Per sicurezza io e Gianni abbiamo ordinato solo una fettina di torta, perché eravamo abbastanza certi che avremmo dovuto dare il nostro contributo.

Partiamo da un presupposto: quando ti arriva il piatto suonano un gong, lo staff urla “SUUUUUMO!!”, tutta la gente si volta e tu vorresti infilare la testa tra due pancake e mimetizzarti con il bacon per la vergogna. Tutti gli hawaiani seduti si sono voltati, qualcuno dal largo del suo girovita ho visto che tentava di alzarsi a dare il 5 a Dario per l’impresa.

Erano MOSTRUOSI. Tra uova e bacon e pancake c’era almeno un chilo di roba.

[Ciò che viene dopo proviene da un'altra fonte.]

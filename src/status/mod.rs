//! # Status Cache
//!
//! Per-resource condition sets, written back to the object store through a
//! two-phase API: stage conditions on a [`StatusAccessor`], then call
//! [`StatusAccessor::commit`] on every exit path of the reconcile.
//!
//! Commits merge condition by condition. A condition already stored with a
//! newer `observedGeneration` than the staged one is left alone, so a slow
//! reconcile can never overwrite the verdict of a newer one.

pub mod gateway;

pub use gateway::sync_gateway;

use crate::domain::{
    Condition, ConditionStatus, GatewayAddress, NamespacedName, Resource, ResourceKind,
    CONDITION_AVAILABLE,
};
use crate::errors::{Error, Result};
use crate::observability::MetricsRecorder;
use crate::store::ObjectStore;
use chrono::Utc;
use dashmap::DashMap;
use std::collections::{BTreeMap, BTreeSet};
use tracing::debug;

/// Kinds that carry a status subresource
#[derive(Debug, Clone, Copy, PartialEq, Eq, Hash, PartialOrd, Ord)]
pub enum StatusKind {
    GatewayClass,
    Gateway,
    HttpRoute,
    Envoy,
}

impl StatusKind {
    pub fn resource_kind(&self) -> ResourceKind {
        match self {
            Self::GatewayClass => ResourceKind::GatewayClass,
            Self::Gateway => ResourceKind::Gateway,
            Self::HttpRoute => ResourceKind::HttpRoute,
            Self::Envoy => ResourceKind::Envoy,
        }
    }

    pub fn from_resource_kind(kind: ResourceKind) -> Option<Self> {
        match kind {
            ResourceKind::GatewayClass => Some(Self::GatewayClass),
            ResourceKind::Gateway => Some(Self::Gateway),
            ResourceKind::HttpRoute => Some(Self::HttpRoute),
            ResourceKind::Envoy => Some(Self::Envoy),
            ResourceKind::Service | ResourceKind::Secret => None,
        }
    }
}

/// Last committed conditions of one resource
#[derive(Debug, Clone, Default, PartialEq)]
pub struct StatusEntry {
    pub conditions: BTreeMap<String, Condition>,
    pub observed_generation: i64,
}

impl StatusEntry {
    pub fn condition(&self, type_: &str) -> Option<&Condition> {
        self.conditions.get(type_)
    }
}

#[derive(Debug, Clone, Copy, PartialEq, Eq)]
pub enum CommitOutcome {
    /// Status written to the store
    Updated,
    /// Stored status already matched
    Unchanged,
    /// Object no longer exists; its entry was dropped
    NotFound,
}

impl CommitOutcome {
    pub fn as_str(&self) -> &'static str {
        match self {
            Self::Updated => "updated",
            Self::Unchanged => "unchanged",
            Self::NotFound => "not_found",
        }
    }
}

/// Condition state keyed by kind and object. Entries are sharded, so a
/// slow commit for one object never blocks another.
#[derive(Debug, Default)]
pub struct StatusCache {
    entries: DashMap<(StatusKind, NamespacedName), StatusEntry>,
    metrics: MetricsRecorder,
}

impl StatusCache {
    pub fn new(metrics: MetricsRecorder) -> Self {
        Self { entries: DashMap::new(), metrics }
    }

    /// Open a staging area for one object evaluated at `generation`
    pub fn accessor(&self, kind: StatusKind, key: &NamespacedName, generation: i64) -> StatusAccessor<'_> {
        let current = self
            .entries
            .get(&(kind, key.clone()))
            .map(|entry| entry.value().clone())
            .unwrap_or_default();

        StatusAccessor {
            cache: self,
            kind,
            key: key.clone(),
            generation,
            current,
            staged: BTreeMap::new(),
            removed: BTreeSet::new(),
            gateway_addresses: None,
        }
    }

    pub fn get(&self, kind: StatusKind, key: &NamespacedName) -> Option<StatusEntry> {
        self.entries.get(&(kind, key.clone())).map(|entry| entry.value().clone())
    }

    /// Drop the entry of a deleted object
    pub fn remove(&self, kind: StatusKind, key: &NamespacedName) -> bool {
        self.entries.remove(&(kind, key.clone())).is_some()
    }

    pub fn len(&self) -> usize {
        self.entries.len()
    }

    pub fn is_empty(&self) -> bool {
        self.entries.is_empty()
    }
}

/// Staged status changes for one object
#[derive(Debug)]
pub struct StatusAccessor<'a> {
    cache: &'a StatusCache,
    kind: StatusKind,
    key: NamespacedName,
    generation: i64,
    current: StatusEntry,
    staged: BTreeMap<String, Condition>,
    removed: BTreeSet<String>,
    gateway_addresses: Option<Vec<GatewayAddress>>,
}

impl StatusAccessor<'_> {
    pub fn kind(&self) -> StatusKind {
        self.kind
    }

    pub fn key(&self) -> &NamespacedName {
        &self.key
    }

    pub fn generation(&self) -> i64 {
        self.generation
    }

    /// Staged condition of `type_`, falling back to the last committed one
    pub fn get_condition(&self, type_: &str) -> Option<&Condition> {
        self.staged.get(type_).or_else(|| self.current.condition(type_))
    }

    /// Mutable staged condition of `type_`, created with defaults on first
    /// use: `Available` starts Unknown/Pending, everything else False.
    pub fn condition(&mut self, type_: &str) -> &mut Condition {
        self.removed.remove(type_);
        let generation = self.generation;
        let committed = self.current.condition(type_).cloned();

        self.staged.entry(type_.to_string()).or_insert_with(|| {
            let mut condition = committed.unwrap_or_else(|| default_condition(type_));
            condition.observed_generation = generation;
            condition
        })
    }

    pub fn stage_condition<R: Into<String>, M: Into<String>>(
        &mut self,
        type_: &str,
        status: ConditionStatus,
        reason: R,
        message: M,
    ) {
        let condition = self.condition(type_);
        condition.status = status;
        condition.reason = reason.into();
        condition.message = message.into();
    }

    pub fn remove_condition(&mut self, type_: &str) {
        self.staged.remove(type_);
        self.removed.insert(type_.to_string());
    }

    /// Replace the addresses reported on a Gateway
    pub fn set_gateway_addresses(&mut self, addresses: Vec<GatewayAddress>) {
        self.gateway_addresses = Some(addresses);
    }

    /// Merge staged changes into the stored object and write them back if
    /// anything changed.
    pub async fn commit(self, store: &dyn ObjectStore) -> Result<CommitOutcome> {
        let resource_kind = self.kind.resource_kind();
        let outcome = match store.get(resource_kind, &self.key).await {
            Ok(mut stored) => {
                if self.merge_into(&mut stored)? {
                    match store.update_status(stored).await {
                        Ok(written) => {
                            self.remember(&written);
                            CommitOutcome::Updated
                        }
                        Err(e) if e.is_not_found() => self.forget(),
                        Err(e) => {
                            self.cache.metrics.record_status_commit(resource_kind.as_str(), "error");
                            return Err(e);
                        }
                    }
                } else {
                    self.remember(&stored);
                    CommitOutcome::Unchanged
                }
            }
            Err(e) if e.is_not_found() => self.forget(),
            Err(e) => {
                self.cache.metrics.record_status_commit(resource_kind.as_str(), "error");
                return Err(e);
            }
        };

        debug!(
            kind = %resource_kind,
            key = %self.key,
            generation = self.generation,
            outcome = outcome.as_str(),
            "Committed status"
        );
        self.cache.metrics.record_status_commit(resource_kind.as_str(), outcome.as_str());
        Ok(outcome)
    }

    /// Returns whether `stored` changed
    fn merge_into(&self, stored: &mut Resource) -> Result<bool> {
        let mut changed = match (self.kind, &mut *stored) {
            (StatusKind::Gateway, Resource::Gateway(gateway)) => match &self.gateway_addresses {
                Some(addresses) if gateway.status.addresses != *addresses => {
                    gateway.status.addresses = addresses.clone();
                    true
                }
                _ => false,
            },
            (StatusKind::GatewayClass, Resource::GatewayClass(_))
            | (StatusKind::HttpRoute, Resource::HttpRoute(_))
            | (StatusKind::Envoy, Resource::Envoy(_)) => false,
            (kind, other) => {
                return Err(Error::internal(format!(
                    "status for {:?} cannot be written to a {}",
                    kind,
                    other.kind()
                )))
            }
        };

        let conditions = stored
            .conditions_mut()
            .ok_or_else(|| Error::internal(format!("{} has no status conditions", self.kind.resource_kind())))?;
        changed |= merge_conditions(conditions, &self.staged, &self.removed, self.generation);
        Ok(changed)
    }

    fn remember(&self, stored: &Resource) {
        let conditions = stored
            .conditions()
            .unwrap_or_default()
            .iter()
            .map(|c| (c.type_.clone(), c.clone()))
            .collect();
        self.cache.entries.insert(
            (self.kind, self.key.clone()),
            StatusEntry { conditions, observed_generation: self.generation },
        );
    }

    fn forget(&self) -> CommitOutcome {
        self.cache.remove(self.kind, &self.key);
        CommitOutcome::NotFound
    }
}
//! DAG construction: processors run in a fixed order against one cache
//! snapshot and fill a shared draft, which is then frozen.

use super::{
    Cluster, ClusterKey, Dag, DagListener, Diagnostic, Route, UpstreamProtocol, VirtualHost,
};
use crate::cache::CacheSnapshot;
use crate::domain::{NamespacedName, ResourceKind};
use crate::errors::{Error, Result};
use std::collections::BTreeMap;
use std::sync::Arc;
use tracing::{debug, warn};

/// Contributes one family of resources to the draft.
///
/// Processors only read the snapshot. Later processors may rely on what
/// earlier ones put in the draft during the same build.
pub trait Processor: Send + Sync {
    fn name(&self) -> &'static str;

    fn run(&self, draft: &mut DagDraft, cache: &CacheSnapshot);
}

/// Build-in-progress graph shared by the processors of one cycle
#[derive(Debug, Default)]
pub struct DagDraft {
    virtual_hosts: BTreeMap<String, VirtualHost>,
    clusters: BTreeMap<ClusterKey, Arc<Cluster>>,
    listeners: Vec<DagListener>,
    diagnostics: Vec<Diagnostic>,
}

impl DagDraft {
    /// Get or create the virtual host for `host`
    pub fn ensure_virtual_host(&mut self, host: &str) -> &mut VirtualHost {
        self.virtual_hosts.entry(host.to_string()).or_insert_with(|| VirtualHost::new(host))
    }

    /// Get or create the cluster for a Service port.
    ///
    /// Fails with a retryable reference error when the Service or the port
    /// does not exist in the snapshot.
    pub fn ensure_service(
        &mut self,
        key: &NamespacedName,
        port: u32,
        cache: &CacheSnapshot,
    ) -> Result<Arc<Cluster>> {
        let service = cache
            .lookup_service(key)
            .ok_or_else(|| Error::reference("Service", key.to_string(), "service does not exist"))?;
        let service_port = service.port(port).ok_or_else(|| {
            Error::reference("Service", key.to_string(), format!("service has no port {}", port))
        })?;

        let protocol = UpstreamProtocol::from_app_protocol(service_port.app_protocol.as_deref());
        let cluster_key = ClusterKey { service: key.clone(), port, protocol };
        let cluster = self
            .clusters
            .entry(cluster_key)
            .or_insert_with(|| {
                Arc::new(Cluster { upstream: Arc::clone(service), port: service_port.clone(), protocol })
            })
            .clone();
        Ok(cluster)
    }

    /// Attach `route` to the virtual host for every entry of `hosts`
    pub fn attach_route(&mut self, hosts: &[String], route: &Route) {
        for host in hosts {
            self.ensure_virtual_host(host).add_route(route.clone());
        }
    }

    pub fn add_listener(&mut self, listener: DagListener) {
        self.listeners.push(listener);
    }

    pub fn listeners(&self) -> &[DagListener] {
        &self.listeners
    }

    /// Record a problem with `source` and keep building
    pub fn error<S: Into<String>>(
        &mut self,
        processor: &'static str,
        source: Option<(ResourceKind, NamespacedName)>,
        message: S,
    ) {
        let diagnostic = Diagnostic { processor, source, message: message.into() };
        warn!(diagnostic = %diagnostic, "DAG build diagnostic");
        self.diagnostics.push(diagnostic);
    }

    pub fn diagnostics(&self) -> &[Diagnostic] {
        &self.diagnostics
    }

    fn finish(mut self, cache_revision: u64) -> Dag {
        self.virtual_hosts.retain(|_, vhost| !vhost.routes().is_empty());
        Dag {
            virtual_hosts: self.virtual_hosts,
            listeners: self.listeners,
            diagnostics: self.diagnostics,
            cache_revision,
        }
    }
}

/// Runs processors in order and freezes the result
pub struct DagBuilder {
    processors: Vec<Box<dyn Processor>>,
}

impl std::fmt::Debug for DagBuilder {
    fn fmt(&self, f: &mut std::fmt::Formatter<'_>) -> std::fmt::Result {
        f.debug_struct("DagBuilder")
            .field("processors", &self.processors.iter().map(|p| p.name()).collect::<Vec<_>>())
            .finish()
    }
}

impl Default for DagBuilder {
    fn default() -> Self {
        Self::new(vec![Box::new(super::ListenerProcessor), Box::new(super::GatewayApiProcessor)])
    }
}

impl DagBuilder {
    pub fn new(processors: Vec<Box<dyn Processor>>) -> Self {
        Self { processors }
    }

    pub fn build(&self, cache: &CacheSnapshot) -> Dag {
        let mut draft = DagDraft::default();
        for processor in &self.processors {
            processor.run(&mut draft, cache);
        }

        let dag = draft.finish(cache.revision());
        debug!(
            cache_revision = dag.cache_revision(),
            virtual_hosts = dag.virtual_hosts.len(),
            listeners = dag.listeners.len(),
            diagnostics = dag.diagnostics.len(),
            "DAG built"
        );
        dag
    }
}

La mia fetta di torta (che in realtà era una normalissima fetta di torta) sembrava un povero scarto abbandonato sul piatto.

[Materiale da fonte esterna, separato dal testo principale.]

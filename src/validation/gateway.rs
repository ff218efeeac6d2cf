//! Gateway validation: class reference, listeners and addresses.

use super::validate_hostname;
use crate::cache::CacheSnapshot;
use crate::domain::{
    is_condition_true, AddressType, Gateway, Listener, NamespacedName, ObjectReference, ProtocolType,
    CONDITION_ADMITTED, GATEWAY_API_GROUP, KIND_HTTP_ROUTE,
};
use crate::errors::{Error, ErrorAggregate, Result};
use std::collections::HashSet;
use std::net::IpAddr;

pub fn validate_gateway(gateway: &Gateway, cache: &CacheSnapshot) -> Result<()> {
    let mut errors = Vec::new();

    let class_name = &gateway.spec.gateway_class_name;
    match cache.gateway_class(class_name) {
        None => errors.push(Error::reference("GatewayClass", class_name, "gatewayclass does not exist")),
        Some(class) if !is_condition_true(&class.status.conditions, CONDITION_ADMITTED) => {
            errors.push(Error::reference("GatewayClass", class_name, "gatewayclass is not admitted"))
        }
        Some(_) => {}
    }

    errors.extend(validate_listeners(gateway, cache));
    errors.extend(validate_addresses(gateway));

    ErrorAggregate::maybe(errors)
}

fn validate_listeners(gateway: &Gateway, cache: &CacheSnapshot) -> Vec<Error> {
    let listeners = &gateway.spec.listeners;
    let mut errors = Vec::new();
    if listeners.is_empty() {
        errors.push(Error::validation_field("at least one listener is required", "spec.listeners"));
        return errors;
    }

    let mut ports = HashSet::new();
    for (i, listener) in listeners.iter().enumerate() {
        let field = format!("spec.listeners[{}]", i);

        if !ports.insert(listener.port) {
            errors.push(Error::validation_field(
                format!("port {} is non-unique", listener.port),
                format!("{}.port", field),
            ));
        }

        match listener.protocol {
            ProtocolType::Http => {}
            ProtocolType::Https | ProtocolType::Tls => {
                if let Err(e) = validate_listener_tls(gateway, listener, &field, cache) {
                    errors.push(e);
                }
            }
            other => errors.push(Error::validation_field(
                format!("invalid listener protocol {:?}", other.to_string()),
                format!("{}.protocol", field),
            )),
        }

        if let Some(group) = &listener.routes.group {
            if group != GATEWAY_API_GROUP {
                errors.push(Error::validation_field(
                    format!("invalid route group {:?}", group),
                    format!("{}.routes.group", field),
                ));
            }
        }
        if listener.routes.kind != KIND_HTTP_ROUTE {
            errors.push(Error::validation_field(
                format!("invalid route kind {:?}", listener.routes.kind),
                format!("{}.routes.kind", field),
            ));
        }

        if let Some(hostname) = &listener.hostname {
            if let Err(e) = validate_hostname(hostname, &format!("{}.hostname", field)) {
                errors.push(e);
            }
        }
    }
    errors
}

/// Certificate ref must name an existing core Secret holding a TLS keypair.
/// A missing Secret is a reference error since it may still be created.
fn validate_listener_tls(gateway: &Gateway, listener: &Listener, field: &str, cache: &CacheSnapshot) -> Result<()> {
    let certificate_ref = listener
        .tls
        .as_ref()
        .ok_or_else(|| {
            Error::validation_field(
                format!("listener TLS is required when protocol is {:?}", listener.protocol.to_string()),
                format!("{}.tls", field),
            )
        })?
        .certificate_ref
        .as_ref()
        .ok_or_else(|| {
            Error::validation_field("certificateRef is required", format!("{}.tls.certificateRef", field))
        })?;

    if !certificate_ref.is_secret_ref() {
        return Err(Error::validation_field(
            format!(
                "unsupported certificateRef group {:?} kind {:?}",
                certificate_ref.group, certificate_ref.kind
            ),
            format!("{}.tls.certificateRef", field),
        ));
    }

    let key = certificate_key(gateway, certificate_ref);
    let secret = cache
        .lookup_secret(&key)
        .ok_or_else(|| Error::reference("Secret", key.to_string(), "secret does not exist"))?;
    secret.validate_tls().map_err(|e| {
        Error::validation_field(format!("invalid TLS secret: {}", e), format!("{}.tls.certificateRef", field))
    })
}

/// Secret referenced by a listener; an unset namespace means the gateway's own
pub fn certificate_key(gateway: &Gateway, certificate_ref: &ObjectReference) -> NamespacedName {
    let namespace = certificate_ref.namespace.clone().unwrap_or_else(|| gateway.metadata.namespace.clone());
    NamespacedName::new(namespace, certificate_ref.name.clone())
}

fn validate_addresses(gateway: &Gateway) -> Vec<Error> {
    gateway
        .spec
        .addresses
        .iter()
        .enumerate()
        .filter_map(|(i, address)| {
            let field = format!("spec.addresses[{}]", i);
            match address.type_.unwrap_or(AddressType::IPAddress) {
                AddressType::IPAddress if address.value.parse::<IpAddr>().is_ok() => None,
                AddressType::IPAddress => Some(Error::validation_field(
                    format!("invalid IP address {:?}", address.value),
                    format!("{}.value", field),
                )),
                AddressType::NamedAddress => Some(Error::validation_field(
                    "only IPAddress addresses are supported",
                    format!("{}.type", field),
                )),
            }
        })
        .collect()
}
//! End-to-end tests: objects written to the store flow through the
//! pipeline into status conditions and Envoy snapshots.

mod common;

use common::{eventually, fast_config, gateway_class, http_gateway, https_gateway, route, service, tls_secret};
use meridian::domain::{
    find_condition, Condition, ConditionStatus, Envoy, LabelSelector, NamespacedName, ObjectMeta, Resource,
    ResourceKind, CONDITION_ADMITTED, CONDITION_AVAILABLE, CONDITION_READY, OWNING_ENVOY_NAME_LABEL,
};
use meridian::provision::service::ENVOY_SERVICE_NAME;
use meridian::store::{InMemoryStore, ObjectStore};
use meridian::xds::{SnapshotCache, CLUSTER_TYPE_URL, ROUTE_TYPE_URL, SECRET_TYPE_URL};
use meridian::{ControlPlane, MetricsRecorder};
use std::sync::Arc;
use std::time::Duration;
use tracing_test::traced_test;

const WAIT: Duration = Duration::from_secs(5);

async fn condition(
    store: &InMemoryStore,
    kind: ResourceKind,
    key: &NamespacedName,
    type_: &str,
) -> Option<Condition> {
    let resource = store.get(kind, key).await.ok()?;
    find_condition(resource.conditions()?, type_).cloned()
}

async fn condition_is(
    store: &InMemoryStore,
    kind: ResourceKind,
    key: &NamespacedName,
    type_: &str,
    status: ConditionStatus,
) -> bool {
    condition(store, kind, key, type_).await.is_some_and(|c| c.status == status)
}

fn cluster_names(snapshots: &SnapshotCache) -> Vec<String> {
    snapshots.resources(CLUSTER_TYPE_URL).1.into_iter().map(|r| r.name).collect()
}

async fn seed_gateway(store: &InMemoryStore) {
    store.create(gateway_class("contour").into()).await.unwrap();
    store.create(http_gateway("projectcontour", "contour", "contour").into()).await.unwrap();
}

#[traced_test]
#[tokio::test]
async fn route_is_admitted_and_programmed() {
    let store = Arc::new(InMemoryStore::new());
    seed_gateway(&store).await;
    store.create(service("default", "kuard", 80).into()).await.unwrap();
    store.create(route("default", "kuard", "kuard.example.com", "/", "kuard", 80).into()).await.unwrap();

    let plane = ControlPlane::start(&fast_config(), store.clone(), MetricsRecorder::new()).await.unwrap();

    let class_key = NamespacedName::cluster_scoped("contour");
    assert!(
        eventually(WAIT, || condition_is(
            &store,
            ResourceKind::GatewayClass,
            &class_key,
            CONDITION_ADMITTED,
            ConditionStatus::True
        ))
        .await
    );

    let gateway_key = NamespacedName::new("projectcontour", "contour");
    assert!(
        eventually(WAIT, || condition_is(
            &store,
            ResourceKind::Gateway,
            &gateway_key,
            CONDITION_READY,
            ConditionStatus::True
        ))
        .await
    );

    let route_key = NamespacedName::new("default", "kuard");
    assert!(
        eventually(WAIT, || condition_is(
            &store,
            ResourceKind::HttpRoute,
            &route_key,
            CONDITION_ADMITTED,
            ConditionStatus::True
        ))
        .await
    );

    let snapshots = plane.snapshots.clone();
    assert!(
        eventually(WAIT, || {
            let snapshots = snapshots.clone();
            async move { cluster_names(&snapshots).contains(&"default/kuard/80".to_string()) }
        })
        .await
    );
    let (version, routes) = snapshots.resources(ROUTE_TYPE_URL);
    assert!(version >= 1);
    assert!(!routes.is_empty());
    assert!(plane.latest_dag().unwrap().virtual_host("kuard.example.com").is_some());

    plane.shutdown().await;
}

#[traced_test]
#[tokio::test]
async fn missing_service_converges_once_created() {
    let store = Arc::new(InMemoryStore::new());
    seed_gateway(&store).await;
    store.create(route("default", "kuard", "kuard.example.com", "/", "kuard", 80).into()).await.unwrap();

    let plane = ControlPlane::start(&fast_config(), store.clone(), MetricsRecorder::new()).await.unwrap();

    let route_key = NamespacedName::new("default", "kuard");
    let (s, key) = (store.as_ref(), &route_key);
    assert!(
        eventually(WAIT, || async move {
            condition(s, ResourceKind::HttpRoute, key, CONDITION_ADMITTED)
                .await
                .is_some_and(|c| c.status == ConditionStatus::False && c.reason == "ReferenceNotFound")
        })
        .await
    );
    assert!(cluster_names(&plane.snapshots).is_empty());

    store.create(service("default", "kuard", 80).into()).await.unwrap();

    assert!(
        eventually(WAIT, || condition_is(
            &store,
            ResourceKind::HttpRoute,
            &route_key,
            CONDITION_ADMITTED,
            ConditionStatus::True
        ))
        .await
    );
    let snapshots = plane.snapshots.clone();
    assert!(
        eventually(WAIT, || {
            let snapshots = snapshots.clone();
            async move { cluster_names(&snapshots) == vec!["default/kuard/80".to_string()] }
        })
        .await
    );

    plane.shutdown().await;
}

#[traced_test]
#[tokio::test]
async fn gateway_waits_for_its_certificate_secret() {
    let store = Arc::new(InMemoryStore::new());
    store.create(gateway_class("contour").into()).await.unwrap();
    store
        .create(https_gateway("projectcontour", "contour", "contour", "contour-tls").into())
        .await
        .unwrap();

    let plane = ControlPlane::start(&fast_config(), store.clone(), MetricsRecorder::new()).await.unwrap();

    let gateway_key = NamespacedName::new("projectcontour", "contour");
    let (s, key) = (store.as_ref(), &gateway_key);
    assert!(
        eventually(WAIT, || async move {
            condition(s, ResourceKind::Gateway, key, CONDITION_READY)
                .await
                .is_some_and(|c| {
                    c.status == ConditionStatus::False
                        && c.reason == "ReferenceNotFound"
                        && c.message.contains("projectcontour/contour-tls")
                })
        })
        .await
    );

    store.create(tls_secret("projectcontour", "contour-tls").into()).await.unwrap();

    assert!(
        eventually(WAIT, || condition_is(
            &store,
            ResourceKind::Gateway,
            &gateway_key,
            CONDITION_READY,
            ConditionStatus::True
        ))
        .await
    );
    let snapshots = plane.snapshots.clone();
    assert!(
        eventually(WAIT, || {
            let snapshots = snapshots.clone();
            async move { !snapshots.resources(SECRET_TYPE_URL).1.is_empty() }
        })
        .await
    );

    plane.shutdown().await;
}

#[traced_test]
#[tokio::test]
async fn route_outside_listener_selector_is_not_admitted_until_bound() {
    let store = Arc::new(InMemoryStore::new());
    store.create(gateway_class("contour").into()).await.unwrap();
    let mut gateway = http_gateway("projectcontour", "contour", "contour");
    gateway.spec.listeners[0].routes.selector = LabelSelector::from_labels([("app", "web")]);
    store.create(gateway.into()).await.unwrap();
    store.create(service("default", "kuard", 80).into()).await.unwrap();
    store.create(route("default", "kuard", "kuard.example.com", "/", "kuard", 80).into()).await.unwrap();

    let plane = ControlPlane::start(&fast_config(), store.clone(), MetricsRecorder::new()).await.unwrap();

    let route_key = NamespacedName::new("default", "kuard");
    let (s, key) = (store.as_ref(), &route_key);
    assert!(
        eventually(WAIT, || async move {
            condition(s, ResourceKind::HttpRoute, key, CONDITION_ADMITTED)
                .await
                .is_some_and(|c| c.status == ConditionStatus::False && c.reason == "NotBound")
        })
        .await
    );
    assert!(cluster_names(&plane.snapshots).is_empty());

    // widen the listener to accept every route
    let gateway_key = NamespacedName::new("projectcontour", "contour");
    let Resource::Gateway(mut gateway) = store.get(ResourceKind::Gateway, &gateway_key).await.unwrap() else {
        panic!("expected a gateway");
    };
    gateway.spec.listeners[0].routes.selector = LabelSelector::default();
    store.update(gateway.into()).await.unwrap();

    assert!(
        eventually(WAIT, || condition_is(
            &store,
            ResourceKind::HttpRoute,
            &route_key,
            CONDITION_ADMITTED,
            ConditionStatus::True
        ))
        .await
    );
    let snapshots = plane.snapshots.clone();
    assert!(
        eventually(WAIT, || {
            let snapshots = snapshots.clone();
            async move { cluster_names(&snapshots) == vec!["default/kuard/80".to_string()] }
        })
        .await
    );

    plane.shutdown().await;
}

#[traced_test]
#[tokio::test]
async fn foreign_gateway_class_is_left_alone() {
    let store = Arc::new(InMemoryStore::new());
    let mut foreign = gateway_class("other");
    foreign.spec.controller = "example.com/other-controller".into();
    store.create(foreign.into()).await.unwrap();
    store.create(gateway_class("contour").into()).await.unwrap();

    let plane = ControlPlane::start(&fast_config(), store.clone(), MetricsRecorder::new()).await.unwrap();

    let ours = NamespacedName::cluster_scoped("contour");
    assert!(
        eventually(WAIT, || condition_is(
            &store,
            ResourceKind::GatewayClass,
            &ours,
            CONDITION_ADMITTED,
            ConditionStatus::True
        ))
        .await
    );
    let theirs = NamespacedName::cluster_scoped("other");
    assert!(condition(&store, ResourceKind::GatewayClass, &theirs, CONDITION_ADMITTED).await.is_none());

    plane.shutdown().await;
}

#[traced_test]
#[tokio::test]
async fn envoy_provisions_and_releases_its_service() {
    let store = Arc::new(InMemoryStore::new());
    let plane = ControlPlane::start(&fast_config(), store.clone(), MetricsRecorder::new()).await.unwrap();

    let envoy = Envoy { metadata: ObjectMeta::new("projectcontour", "contour"), ..Default::default() };
    let envoy_key = envoy.metadata.key();
    store.create(envoy.into()).await.unwrap();

    let service_key = NamespacedName::new("projectcontour", ENVOY_SERVICE_NAME);
    let (s, svc) = (store.as_ref(), &service_key);
    assert!(eventually(WAIT, || async move { s.get(ResourceKind::Service, svc).await.is_ok() }).await);
    let owned = store.get(ResourceKind::Service, &service_key).await.unwrap();
    assert_eq!(owned.meta().labels.get(OWNING_ENVOY_NAME_LABEL).map(String::as_str), Some("contour"));

    assert!(
        eventually(WAIT, || condition_is(
            &store,
            ResourceKind::Envoy,
            &envoy_key,
            CONDITION_AVAILABLE,
            ConditionStatus::True
        ))
        .await
    );

    store.delete(ResourceKind::Envoy, &envoy_key).await.unwrap();
    let envoy = &envoy_key;
    assert!(
        eventually(WAIT, || async move {
            s.get(ResourceKind::Envoy, envoy).await.is_err() && s.get(ResourceKind::Service, svc).await.is_err()
        })
        .await
    );

    plane.shutdown().await;
}

#[traced_test]
#[tokio::test]
async fn burst_of_changes_coalesces_into_few_snapshots() {
    let store = Arc::new(InMemoryStore::new());
    seed_gateway(&store).await;

    let mut config = fast_config();
    config.scheduler.holdoff_delay_ms = 100;
    config.scheduler.holdoff_max_delay_ms = 1000;
    let plane = ControlPlane::start(&config, store.clone(), MetricsRecorder::new()).await.unwrap();

    let snapshots = plane.snapshots.clone();
    assert!(
        eventually(WAIT, || {
            let snapshots = snapshots.clone();
            async move { snapshots.current_version() >= 1 }
        })
        .await
    );
    // let status writes from startup settle
    tokio::time::sleep(Duration::from_millis(300)).await;
    let before = snapshots.current_version();

    for i in 0..20 {
        store.create(service("default", &format!("svc-{i}"), 80).into()).await.unwrap();
    }
    tokio::time::sleep(Duration::from_millis(600)).await;

    let rebuilds = snapshots.current_version() - before;
    assert!(rebuilds >= 1);
    assert!(rebuilds < 20, "expected coalesced rebuilds, got {rebuilds}");

    plane.shutdown().await;
}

Vi state chiedendo se li ha finiti? No, non è riuscito, neanche con il nostro aiuto.

Quando splende il sole, Hilo, è una città deliziosa: ha un po’ un’aria anni ’60 che ricorda quegli angoli di Miami Beach tanto famosi, ha un mercato (l’Hilo Farmers Market, il mercoledì e la domenica) che sembra un mercato asiatico ma ordinato e pulito, con tutta la frutta in fila ordinata e i prodotti freschi in piccoli, graziosi sacchettini. Se capitate in quei giorni, fateci una tappa.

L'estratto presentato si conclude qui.